RECORDED DATA Start Marker
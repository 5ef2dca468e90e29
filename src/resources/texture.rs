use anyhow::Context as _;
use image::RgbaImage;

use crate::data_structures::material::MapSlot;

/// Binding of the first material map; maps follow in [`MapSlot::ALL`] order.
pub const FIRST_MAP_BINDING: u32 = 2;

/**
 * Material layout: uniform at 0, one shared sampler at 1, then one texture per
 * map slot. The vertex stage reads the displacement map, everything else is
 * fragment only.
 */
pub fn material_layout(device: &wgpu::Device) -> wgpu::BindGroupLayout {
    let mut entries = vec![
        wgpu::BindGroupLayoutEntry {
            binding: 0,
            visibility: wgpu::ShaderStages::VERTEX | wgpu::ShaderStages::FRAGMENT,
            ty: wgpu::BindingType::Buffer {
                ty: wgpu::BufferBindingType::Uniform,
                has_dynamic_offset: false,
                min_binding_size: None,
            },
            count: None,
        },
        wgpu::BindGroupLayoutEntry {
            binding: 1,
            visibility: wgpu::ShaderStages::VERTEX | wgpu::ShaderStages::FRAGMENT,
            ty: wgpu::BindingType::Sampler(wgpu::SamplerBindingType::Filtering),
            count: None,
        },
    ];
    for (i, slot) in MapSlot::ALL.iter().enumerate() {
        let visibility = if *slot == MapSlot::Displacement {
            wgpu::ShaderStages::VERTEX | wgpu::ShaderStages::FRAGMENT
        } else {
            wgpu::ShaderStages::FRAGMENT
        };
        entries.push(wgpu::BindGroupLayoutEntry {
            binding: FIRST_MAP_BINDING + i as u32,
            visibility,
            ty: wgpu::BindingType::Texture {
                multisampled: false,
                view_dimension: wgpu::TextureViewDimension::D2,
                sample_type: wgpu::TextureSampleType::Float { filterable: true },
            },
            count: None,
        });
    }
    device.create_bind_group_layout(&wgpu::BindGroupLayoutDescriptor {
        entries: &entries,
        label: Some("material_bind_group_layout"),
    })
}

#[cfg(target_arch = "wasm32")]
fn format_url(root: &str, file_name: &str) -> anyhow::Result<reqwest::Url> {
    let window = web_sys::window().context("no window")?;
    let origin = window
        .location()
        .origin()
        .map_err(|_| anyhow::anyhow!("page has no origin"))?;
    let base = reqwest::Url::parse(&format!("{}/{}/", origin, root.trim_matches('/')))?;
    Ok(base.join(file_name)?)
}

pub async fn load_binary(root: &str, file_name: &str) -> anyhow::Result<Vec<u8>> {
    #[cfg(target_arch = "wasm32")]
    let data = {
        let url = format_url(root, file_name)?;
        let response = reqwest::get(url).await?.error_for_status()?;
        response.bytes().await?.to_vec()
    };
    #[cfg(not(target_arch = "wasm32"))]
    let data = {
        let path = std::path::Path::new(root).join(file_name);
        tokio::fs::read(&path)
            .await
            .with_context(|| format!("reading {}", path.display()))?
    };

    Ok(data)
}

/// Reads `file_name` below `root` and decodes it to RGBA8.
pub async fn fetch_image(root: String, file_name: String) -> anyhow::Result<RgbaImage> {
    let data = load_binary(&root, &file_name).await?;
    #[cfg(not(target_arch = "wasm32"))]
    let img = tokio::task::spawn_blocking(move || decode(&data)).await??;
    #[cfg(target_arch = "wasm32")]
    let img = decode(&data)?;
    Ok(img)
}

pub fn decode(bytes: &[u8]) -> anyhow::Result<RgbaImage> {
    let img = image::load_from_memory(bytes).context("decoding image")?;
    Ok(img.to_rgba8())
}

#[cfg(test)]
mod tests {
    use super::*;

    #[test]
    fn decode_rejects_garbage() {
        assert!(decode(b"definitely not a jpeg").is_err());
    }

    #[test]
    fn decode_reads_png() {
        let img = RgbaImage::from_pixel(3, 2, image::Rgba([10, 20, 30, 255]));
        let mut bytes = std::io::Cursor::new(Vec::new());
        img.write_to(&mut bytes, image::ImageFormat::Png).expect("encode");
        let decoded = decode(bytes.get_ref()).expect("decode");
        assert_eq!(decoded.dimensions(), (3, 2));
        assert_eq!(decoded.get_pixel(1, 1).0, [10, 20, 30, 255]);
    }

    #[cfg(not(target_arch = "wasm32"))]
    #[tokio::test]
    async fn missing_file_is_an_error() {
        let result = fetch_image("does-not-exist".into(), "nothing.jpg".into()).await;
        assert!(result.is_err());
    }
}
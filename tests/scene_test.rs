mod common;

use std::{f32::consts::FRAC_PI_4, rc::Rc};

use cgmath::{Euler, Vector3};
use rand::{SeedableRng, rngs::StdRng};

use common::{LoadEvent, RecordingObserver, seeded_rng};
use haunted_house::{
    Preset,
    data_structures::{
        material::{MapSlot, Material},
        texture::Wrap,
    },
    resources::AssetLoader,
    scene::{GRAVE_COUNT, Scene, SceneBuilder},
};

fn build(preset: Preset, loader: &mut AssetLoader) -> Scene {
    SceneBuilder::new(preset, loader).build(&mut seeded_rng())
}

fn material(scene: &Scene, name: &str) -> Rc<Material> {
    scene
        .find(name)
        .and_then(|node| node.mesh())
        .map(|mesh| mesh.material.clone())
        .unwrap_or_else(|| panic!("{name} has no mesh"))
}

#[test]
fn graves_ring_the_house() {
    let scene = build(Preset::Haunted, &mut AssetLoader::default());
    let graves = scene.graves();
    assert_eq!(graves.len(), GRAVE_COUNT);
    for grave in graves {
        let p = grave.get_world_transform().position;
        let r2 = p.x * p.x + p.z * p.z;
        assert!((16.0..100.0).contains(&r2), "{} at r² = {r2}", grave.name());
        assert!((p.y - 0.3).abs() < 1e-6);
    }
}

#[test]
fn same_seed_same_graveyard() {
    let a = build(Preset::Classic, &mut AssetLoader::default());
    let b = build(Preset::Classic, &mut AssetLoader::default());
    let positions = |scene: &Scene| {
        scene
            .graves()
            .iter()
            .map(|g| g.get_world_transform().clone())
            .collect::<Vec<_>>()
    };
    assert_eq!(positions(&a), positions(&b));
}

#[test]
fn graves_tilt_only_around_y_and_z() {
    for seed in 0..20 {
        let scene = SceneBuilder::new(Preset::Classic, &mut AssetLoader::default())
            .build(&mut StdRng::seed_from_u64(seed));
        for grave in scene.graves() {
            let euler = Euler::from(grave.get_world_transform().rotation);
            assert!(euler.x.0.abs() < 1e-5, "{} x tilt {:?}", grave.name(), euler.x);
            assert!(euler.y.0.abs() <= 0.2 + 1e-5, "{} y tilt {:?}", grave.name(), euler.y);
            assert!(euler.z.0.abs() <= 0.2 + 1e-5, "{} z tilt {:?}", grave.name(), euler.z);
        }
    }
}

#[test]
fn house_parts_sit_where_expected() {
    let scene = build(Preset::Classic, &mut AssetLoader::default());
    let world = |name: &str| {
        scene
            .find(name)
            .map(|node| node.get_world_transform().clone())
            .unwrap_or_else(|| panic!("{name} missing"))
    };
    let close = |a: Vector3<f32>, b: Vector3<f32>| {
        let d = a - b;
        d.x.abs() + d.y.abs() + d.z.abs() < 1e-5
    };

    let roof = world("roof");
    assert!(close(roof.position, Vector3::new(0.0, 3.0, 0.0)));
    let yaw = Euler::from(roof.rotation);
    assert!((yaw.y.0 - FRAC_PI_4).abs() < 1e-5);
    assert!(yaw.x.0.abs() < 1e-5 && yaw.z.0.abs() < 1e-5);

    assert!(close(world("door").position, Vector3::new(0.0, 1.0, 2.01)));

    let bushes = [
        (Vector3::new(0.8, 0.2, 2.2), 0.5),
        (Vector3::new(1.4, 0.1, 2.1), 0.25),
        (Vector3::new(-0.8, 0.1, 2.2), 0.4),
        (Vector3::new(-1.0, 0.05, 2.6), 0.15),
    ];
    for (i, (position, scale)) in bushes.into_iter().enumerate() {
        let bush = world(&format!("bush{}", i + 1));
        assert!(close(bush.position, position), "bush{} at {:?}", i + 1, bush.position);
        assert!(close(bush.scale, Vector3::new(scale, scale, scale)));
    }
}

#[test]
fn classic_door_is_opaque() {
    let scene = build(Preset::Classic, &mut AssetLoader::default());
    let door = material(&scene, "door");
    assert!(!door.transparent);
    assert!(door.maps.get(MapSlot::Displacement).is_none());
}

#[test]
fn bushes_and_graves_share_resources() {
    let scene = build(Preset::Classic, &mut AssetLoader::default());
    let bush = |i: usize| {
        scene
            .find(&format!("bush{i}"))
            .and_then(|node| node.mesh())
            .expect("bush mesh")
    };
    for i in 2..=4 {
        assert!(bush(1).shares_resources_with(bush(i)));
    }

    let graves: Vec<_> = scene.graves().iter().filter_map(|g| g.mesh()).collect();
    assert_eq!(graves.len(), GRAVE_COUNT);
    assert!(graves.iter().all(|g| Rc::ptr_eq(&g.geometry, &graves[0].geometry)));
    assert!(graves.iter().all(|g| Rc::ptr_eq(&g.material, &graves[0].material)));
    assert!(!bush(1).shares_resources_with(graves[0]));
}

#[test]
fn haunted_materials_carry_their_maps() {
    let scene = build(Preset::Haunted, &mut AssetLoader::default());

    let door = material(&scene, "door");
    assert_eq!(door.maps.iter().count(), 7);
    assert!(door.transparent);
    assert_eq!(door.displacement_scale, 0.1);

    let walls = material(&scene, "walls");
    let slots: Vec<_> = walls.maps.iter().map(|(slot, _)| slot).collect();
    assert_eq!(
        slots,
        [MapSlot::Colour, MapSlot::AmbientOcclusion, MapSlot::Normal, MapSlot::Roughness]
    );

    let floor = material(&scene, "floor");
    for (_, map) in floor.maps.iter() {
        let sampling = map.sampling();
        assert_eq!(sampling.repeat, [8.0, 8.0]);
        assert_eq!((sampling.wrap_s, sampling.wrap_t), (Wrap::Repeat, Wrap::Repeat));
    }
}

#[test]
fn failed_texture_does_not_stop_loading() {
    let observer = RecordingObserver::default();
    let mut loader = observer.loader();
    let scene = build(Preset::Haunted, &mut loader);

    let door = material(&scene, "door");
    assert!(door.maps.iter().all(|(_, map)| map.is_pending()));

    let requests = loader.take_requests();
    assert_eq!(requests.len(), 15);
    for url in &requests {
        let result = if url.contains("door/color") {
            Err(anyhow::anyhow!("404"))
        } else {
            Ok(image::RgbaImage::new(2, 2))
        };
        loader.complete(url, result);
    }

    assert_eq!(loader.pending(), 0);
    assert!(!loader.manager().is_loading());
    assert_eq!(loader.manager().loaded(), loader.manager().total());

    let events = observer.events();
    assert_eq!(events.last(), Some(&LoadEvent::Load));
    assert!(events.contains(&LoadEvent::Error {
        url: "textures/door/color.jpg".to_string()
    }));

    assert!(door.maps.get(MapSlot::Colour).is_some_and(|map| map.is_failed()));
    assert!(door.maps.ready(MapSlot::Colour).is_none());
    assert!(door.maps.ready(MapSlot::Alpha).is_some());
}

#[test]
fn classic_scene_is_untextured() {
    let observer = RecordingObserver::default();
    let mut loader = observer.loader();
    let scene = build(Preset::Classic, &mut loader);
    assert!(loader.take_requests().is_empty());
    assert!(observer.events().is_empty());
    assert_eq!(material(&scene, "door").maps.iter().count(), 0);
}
RECORDED DATA End Marker
### EXERCISE BRIEF
Print exactly the stretch of lines beginning with the one that holds "assert_eq!(requests.len(), 15);" and ending at the last line above.

### FINISHED EXERCISE
    assert_eq!(requests.len(), 15);
    for url in &requests {
        let result = if url.contains("door/color") {
            Err(anyhow::anyhow!("404"))
        } else {
            Ok(image::RgbaImage::new(2, 2))
        };
        loader.complete(url, result);
    }

    assert_eq!(loader.pending(), 0);
    assert!(!loader.manager().is_loading());
    assert_eq!(loader.manager().loaded(), loader.manager().total());

    let events = observer.events();
    assert_eq!(events.last(), Some(&LoadEvent::Load));
    assert!(events.contains(&LoadEvent::Error {
        url: "textures/door/color.jpg".to_string()
    }));

    assert!(door.maps.get(MapSlot::Colour).is_some_and(|map| map.is_failed()));
    assert!(door.maps.ready(MapSlot::Colour).is_none());
    assert!(door.maps.ready(MapSlot::Alpha).is_some());
}

#[test]
fn classic_scene_is_untextured() {
    let observer = RecordingObserver::default();
    let mut loader = observer.loader();
    let scene = build(Preset::Classic, &mut loader);
    assert!(loader.take_requests().is_empty());
    assert!(observer.events().is_empty());
    assert_eq!(material(&scene, "door").maps.iter().count(), 0);
}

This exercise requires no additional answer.